Ribuan imigran terpaksa berjalan kaki di gurun tanpa pasokan makanan dan air.

Rep: Fira Nursya'bani/ Red: Reiny Dwinanda
 Warga Nigeria dan migran dari dunia ketiga bergerak menuju Libya dari Agadez, Niger, Senin (4/6). Migran dari seluruh sub-Sahara Afrika--Mali, Gambia, Huinea, Pantai Gading, Niger, dan lainnya--adalah bagian dari migrasi massal menuju Eropa. Sebagian dari mereka melarikan diri dari kekerasan di negara asal, sebagian lain hanya ingin mencari penghidupan.
Foto: AP Photo/Jerome Delay
Warga Nigeria dan migran dari dunia ketiga bergerak menuju Libya dari Agadez, Niger, Senin (4/6). Migran dari seluruh sub-Sahara Afrika--Mali, Gambia, Huinea, Pantai Gading, Niger, dan lainnya--adalah bagian dari migrasi massal menuju Eropa. Sebagian dari mereka melarikan diri dari kekerasan di negara asal, sebagian lain hanya ingin mencari penghidupan.

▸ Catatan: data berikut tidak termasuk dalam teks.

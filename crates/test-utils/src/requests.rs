//! Request builders for OWS endpoint tests.

/// Builder for GetPrint query strings.
///
/// Fields are public so tests can tweak individual parameters; unset
/// options are omitted from the assembled query.
#[derive(Debug, Clone)]
pub struct GetPrintQuery {
    pub service: String,
    pub request: String,
    pub map: Option<String>,
    pub template: Option<String>,
    pub exp_filter: Option<String>,
    pub scale: Option<String>,
    pub scales: Option<String>,
    pub format: Option<String>,
    pub extras: Vec<(String, String)>,
}

impl GetPrintQuery {
    pub fn new(template: &str) -> Self {
        Self {
            service: "ATLAS".to_string(),
            request: "GetPrint".to_string(),
            map: None,
            template: Some(template.to_string()),
            exp_filter: None,
            scale: None,
            scales: None,
            format: None,
            extras: Vec::new(),
        }
    }

    /// Assemble the query string, percent-encoding every value.
    pub fn to_query_string(&self) -> String {
        let mut pairs: Vec<(&str, &str)> = vec![
            ("SERVICE", self.service.as_str()),
            ("REQUEST", self.request.as_str()),
        ];
        if let Some(v) = &self.map {
            pairs.push(("MAP", v));
        }
        if let Some(v) = &self.template {
            pairs.push(("TEMPLATE", v));
        }
        if let Some(v) = &self.exp_filter {
            pairs.push(("EXP_FILTER", v));
        }
        if let Some(v) = &self.scale {
            pairs.push(("SCALE", v));
        }
        if let Some(v) = &self.scales {
            pairs.push(("SCALES", v));
        }
        if let Some(v) = &self.format {
            pairs.push(("FORMAT", v));
        }
        for (k, v) in &self.extras {
            pairs.push((k, v));
        }

        pairs
            .iter()
            .map(|(k, v)| format!("{}={}", k, encode_component(v)))
            .collect::<Vec<_>>()
            .join("&")
    }
}

/// Percent-encode a query value so the assembled URI parses.
pub fn encode_component(value: &str) -> String {
    let mut out = String::with_capacity(value.len());
    for byte in value.bytes() {
        match byte {
            b'A'..=b'Z' | b'a'..=b'z' | b'0'..=b'9' | b'-' | b'_' | b'.' | b'~' => {
                out.push(byte as char)
            }
            _ => out.push_str(&format!("%{:02X}", byte)),
        }
    }
    out
}
//! Export jobs, output formats and engine result codes.

use std::path::PathBuf;

use serde::{Deserialize, Serialize};

/// Output document format for an export.
#[derive(Debug, Clone, Copy, PartialEq, Eq, Default, Serialize, Deserialize)]
#[serde(rename_all = "lowercase")]
pub enum OutputFormat {
    #[default]
    Pdf,
    Png,
    Jpeg,
}

impl OutputFormat {
    /// Map a FORMAT parameter value, MIME type or short name, to a format.
    ///
    /// SVG is aliased to PDF, and unknown values fall back to PDF, the
    /// format this service has always produced by default.
    pub fn from_param(value: &str) -> Self {
        match value.to_ascii_lowercase().as_str() {
            "png" | "image/png" => OutputFormat::Png,
            "jpeg" | "jpg" | "image/jpeg" => OutputFormat::Jpeg,
            "svg" | "image/svg" | "image/svg+xml" => OutputFormat::Pdf,
            _ => OutputFormat::Pdf,
        }
    }

    pub fn content_type(&self) -> &'static str {
        match self {
            OutputFormat::Pdf => "application/pdf",
            OutputFormat::Png => "image/png",
            OutputFormat::Jpeg => "image/jpeg",
        }
    }

    /// File extension used for artifact names, without the dot.
    pub fn extension(&self) -> &'static str {
        match self {
            OutputFormat::Pdf => "pdf",
            OutputFormat::Png => "png",
            OutputFormat::Jpeg => "jpg",
        }
    }
}

/// Result codes reported by the engine for a finished export call.
#[derive(Debug, Clone, Copy, PartialEq, Eq, Serialize, Deserialize)]
#[serde(rename_all = "snake_case")]
pub enum ExportStatus {
    Success,
    Canceled,
    MemoryError,
    FileError,
    PrintError,
    SvgLayerError,
    IteratorError,
    Unknown,
}

impl ExportStatus {
    pub fn is_success(&self) -> bool {
        matches!(self, ExportStatus::Success)
    }

    /// Human readable description of the result code.
    pub fn description(&self) -> &'static str {
        match self {
            ExportStatus::Success => "success",
            ExportStatus::Canceled => "export canceled",
            ExportStatus::MemoryError => "not enough memory",
            ExportStatus::FileError => "could not write to the output file",
            ExportStatus::PrintError => "could not start the print device",
            ExportStatus::SvgLayerError => "could not create the SVG layers",
            ExportStatus::IteratorError => "error while iterating over the atlas features",
            ExportStatus::Unknown => "unknown export error",
        }
    }
}

/// A single export request handed to the engine.
#[derive(Debug, Clone)]
pub struct ExportJob {
    /// Exact layout name in the project.
    pub layout: String,
    pub format: OutputFormat,
    pub output_path: PathBuf,

    /// Feature filter for atlas layouts, already validated and optimized.
    pub filter: Option<String>,

    /// Fixed scale denominator forced on the reference map.
    pub fixed_scale: Option<i64>,

    /// Predefined scale denominators forced on the atlas context.
    pub predefined_scales: Option<Vec<f64>>,

    /// Lower-cased layout text item ids and their replacement values.
    /// Ids with no matching item are ignored by the engine.
    pub text_substitutions: Vec<(String, String)>,
}

impl ExportJob {
    pub fn new(layout: impl Into<String>, format: OutputFormat, output_path: PathBuf) -> Self {
        Self {
            layout: layout.into(),
            format,
            output_path,
            filter: None,
            fixed_scale: None,
            predefined_scales: None,
            text_substitutions: Vec::new(),
        }
    }
}

// ============================================================================
// Tests
// ============================================================================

REPUBLIKA.CO.ID, ALJIR -- Aljazair dituduh menelantarkan lebih dari 13 ribu imigran di Gurun Sahara selama 14 bulan terakhir. Anak-anak dan perempuan hamil termasuk di antaranya. Negara itu dilaporkan telah mengusir para imigran tanpa memberi makanan atau air dan memaksa mereka untuk berjalan, kadang-kadang di bawah todongan senjata, di tengah panas yang hebat.

Rekaman video yang diperoleh Associated Press menunjukkan, ribuan imigran berjalan kaki di gurun dengan suhu mencapai 48 derajat Celsius. Jika beruntung, mereka bisa mencapai Desa Assamakka di Niger, setelah melintasi wilayah gurun seluas 10 mil yang tidak dihuni manusia.

Namun, kebanyakan dari mereka justru terdampar selama berhari-hari sampai pasukan penyelamat PBB menemukan mereka. Jumlah korban yang tewas dalam perjalanan juga sudah tidak terhitung.

"Perempuan tergeletak mati, sementara laki-laki hilang di padang pasir karena mereka tidak tahu arah jalan," kata Janet Kamara, imigran yang sedang hamil saat ditemukan di Gurun Sahara.

Janet mengaku harus tidur di tempat terbuka selama dua malam sebelum kelompoknya berhasil diselamatkan. Nahas, dia kehilangan bayinya, hal yang sama juga sering dialami oleh imigran lainnya yang sedang hamil.

photo
Warga Nigeria dan migran dari dunia ketiga menuju Libya dari Agadez, Niger, Senin (4/6). Setiap Senin malam, mereka berkonvoi penuh harapan untuk bisa melintasi pos pemeriksaan militer di pinggir kota. Bekal mereka hanya botol minuman. (AP)


Pengusiran massal di Aljazair telah meningkat sejak Oktober 2017, setelah Uni Eropa memperbarui tekanannya pada negara-negara Afrika Utara dengan menghadang para migran yang menuju ke Eropa melalui Laut Mediterania. Seorang juru bicara Uni Eropa mengatakan, dia menyadari apa yang dilakukan Aljazair adalah hal yang salah. Namun menurutnya, negara-negara berdaulat berhak mengusir imigran selama mereka mematuhi hukum internasional.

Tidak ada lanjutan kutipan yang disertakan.